Items listed in a dataset

--------------------

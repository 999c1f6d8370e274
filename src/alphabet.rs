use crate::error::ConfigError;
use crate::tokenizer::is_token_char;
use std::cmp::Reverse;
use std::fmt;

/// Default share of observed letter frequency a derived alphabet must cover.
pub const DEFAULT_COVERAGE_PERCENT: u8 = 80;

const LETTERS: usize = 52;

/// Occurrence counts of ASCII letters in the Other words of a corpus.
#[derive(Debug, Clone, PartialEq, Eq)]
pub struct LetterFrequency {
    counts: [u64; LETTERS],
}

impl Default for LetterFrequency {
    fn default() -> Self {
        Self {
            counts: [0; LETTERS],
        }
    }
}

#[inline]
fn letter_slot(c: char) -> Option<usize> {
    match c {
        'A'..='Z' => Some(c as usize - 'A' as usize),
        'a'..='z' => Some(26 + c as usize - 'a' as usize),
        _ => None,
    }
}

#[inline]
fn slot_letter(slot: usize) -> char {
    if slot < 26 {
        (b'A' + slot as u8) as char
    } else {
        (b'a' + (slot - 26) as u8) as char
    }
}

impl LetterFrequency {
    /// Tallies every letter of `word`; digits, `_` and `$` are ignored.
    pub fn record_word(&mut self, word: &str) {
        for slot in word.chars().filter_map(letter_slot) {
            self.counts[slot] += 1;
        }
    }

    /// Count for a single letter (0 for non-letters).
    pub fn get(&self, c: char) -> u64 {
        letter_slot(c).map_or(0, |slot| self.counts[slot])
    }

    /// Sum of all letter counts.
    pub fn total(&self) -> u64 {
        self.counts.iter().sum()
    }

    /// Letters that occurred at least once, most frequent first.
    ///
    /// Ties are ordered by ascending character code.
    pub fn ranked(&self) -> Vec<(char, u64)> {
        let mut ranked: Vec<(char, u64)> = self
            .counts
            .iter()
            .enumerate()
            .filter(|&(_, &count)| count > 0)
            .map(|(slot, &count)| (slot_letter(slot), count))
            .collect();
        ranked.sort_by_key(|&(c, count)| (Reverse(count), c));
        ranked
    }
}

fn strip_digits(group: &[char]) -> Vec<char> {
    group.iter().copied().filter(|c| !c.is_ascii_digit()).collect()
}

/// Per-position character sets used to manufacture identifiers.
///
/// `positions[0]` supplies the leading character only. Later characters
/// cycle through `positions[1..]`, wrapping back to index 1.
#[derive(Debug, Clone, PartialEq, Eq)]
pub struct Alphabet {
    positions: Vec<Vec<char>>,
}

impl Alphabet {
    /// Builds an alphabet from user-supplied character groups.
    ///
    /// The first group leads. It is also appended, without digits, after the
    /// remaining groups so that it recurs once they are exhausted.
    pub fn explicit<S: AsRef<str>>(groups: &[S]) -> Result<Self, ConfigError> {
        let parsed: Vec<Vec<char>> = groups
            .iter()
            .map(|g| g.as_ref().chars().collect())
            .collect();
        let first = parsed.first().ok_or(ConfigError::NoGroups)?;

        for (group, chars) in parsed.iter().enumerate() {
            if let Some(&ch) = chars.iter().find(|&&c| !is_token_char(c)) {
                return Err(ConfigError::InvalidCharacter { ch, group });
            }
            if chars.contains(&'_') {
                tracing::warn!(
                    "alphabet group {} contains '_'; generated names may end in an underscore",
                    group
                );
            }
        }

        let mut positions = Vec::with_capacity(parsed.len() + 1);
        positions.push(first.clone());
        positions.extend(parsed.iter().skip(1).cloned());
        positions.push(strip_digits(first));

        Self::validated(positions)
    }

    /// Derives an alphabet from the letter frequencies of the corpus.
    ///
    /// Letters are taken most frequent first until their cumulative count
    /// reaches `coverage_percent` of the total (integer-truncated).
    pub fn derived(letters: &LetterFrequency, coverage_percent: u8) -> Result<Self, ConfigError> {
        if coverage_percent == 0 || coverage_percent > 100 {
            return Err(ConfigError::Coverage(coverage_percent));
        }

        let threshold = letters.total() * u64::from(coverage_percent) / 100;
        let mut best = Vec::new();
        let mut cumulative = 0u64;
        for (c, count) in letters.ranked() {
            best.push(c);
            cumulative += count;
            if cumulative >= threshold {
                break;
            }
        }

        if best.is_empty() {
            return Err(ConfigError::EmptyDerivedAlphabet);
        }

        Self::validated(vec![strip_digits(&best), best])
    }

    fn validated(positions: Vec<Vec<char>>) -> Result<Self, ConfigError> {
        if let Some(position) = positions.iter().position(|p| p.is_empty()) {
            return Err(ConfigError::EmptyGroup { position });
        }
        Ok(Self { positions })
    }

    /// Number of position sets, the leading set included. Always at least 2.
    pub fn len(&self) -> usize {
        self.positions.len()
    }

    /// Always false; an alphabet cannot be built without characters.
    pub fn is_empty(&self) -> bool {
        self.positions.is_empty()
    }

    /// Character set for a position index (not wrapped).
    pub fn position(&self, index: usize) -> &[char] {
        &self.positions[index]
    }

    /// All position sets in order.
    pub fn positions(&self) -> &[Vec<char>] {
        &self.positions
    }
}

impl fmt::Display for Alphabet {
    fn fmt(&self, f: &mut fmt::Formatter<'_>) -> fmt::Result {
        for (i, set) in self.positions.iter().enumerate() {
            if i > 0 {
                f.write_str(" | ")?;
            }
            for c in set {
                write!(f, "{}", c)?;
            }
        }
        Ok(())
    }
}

--------------------

Task: What is needed is every line from the start of the entries through the line containing "fn default() ->", returned word for word and nothing else.

Exercise result:
repository 999c1f6d8370e274
filename src/alphabet.rs
use crate::error::ConfigError;
use crate::tokenizer::is_token_char;
use std::cmp::Reverse;
use std::fmt;

/// Default share of observed letter frequency a derived alphabet must cover.
pub const DEFAULT_COVERAGE_PERCENT: u8 = 80;

const LETTERS: usize = 52;

/// Occurrence counts of ASCII letters in the Other words of a corpus.
#[derive(Debug, Clone, PartialEq, Eq)]
pub struct LetterFrequency {
    counts: [u64; LETTERS],
}

impl Default for LetterFrequency {
    fn default() -> Self {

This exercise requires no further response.